## ASSIGNMENT
Below are the records; copy each line in them that holds the word "info".

## LISTED ENTRIES
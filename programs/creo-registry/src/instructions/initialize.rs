use anchor_lang::prelude::*;

use crate::state::RegistryConfig;

/// Creates the registry configuration. The signer becomes admin.
pub fn initialize(ctx: Context<Initialize>, oracle: Pubkey) -> Result<()> {
    let config = &mut ctx.accounts.config;
    config.admin = ctx.accounts.admin.key();
    config.oracle = oracle;
    config.verified_count = 0;
    config.bump = ctx.bumps.config;

    emit!(RegistryInitialized {
        admin: config.admin,
        oracle,
    });

    Ok(())
}

#[derive(Accounts)]
pub struct Initialize<'info> {
    #[account(mut)]
    pub admin: Signer<'info>,

    #[account(
        init,
        payer = admin,
        space = 8 + RegistryConfig::INIT_SPACE,
        seeds = [RegistryConfig::SEED_PREFIX],
        bump,
    )]
    pub config: Account<'info, RegistryConfig>,

    pub system_program: Program<'info, System>,
}

#[event]
pub struct RegistryInitialized {
    pub admin: Pubkey,
    pub oracle: Pubkey,
}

## FINISHED TASK
pub struct Initialize<'info> {
    pub admin: Signer<'info>,
    pub config: Account<'info, RegistryConfig>,
    pub system_program: Program<'info, System>,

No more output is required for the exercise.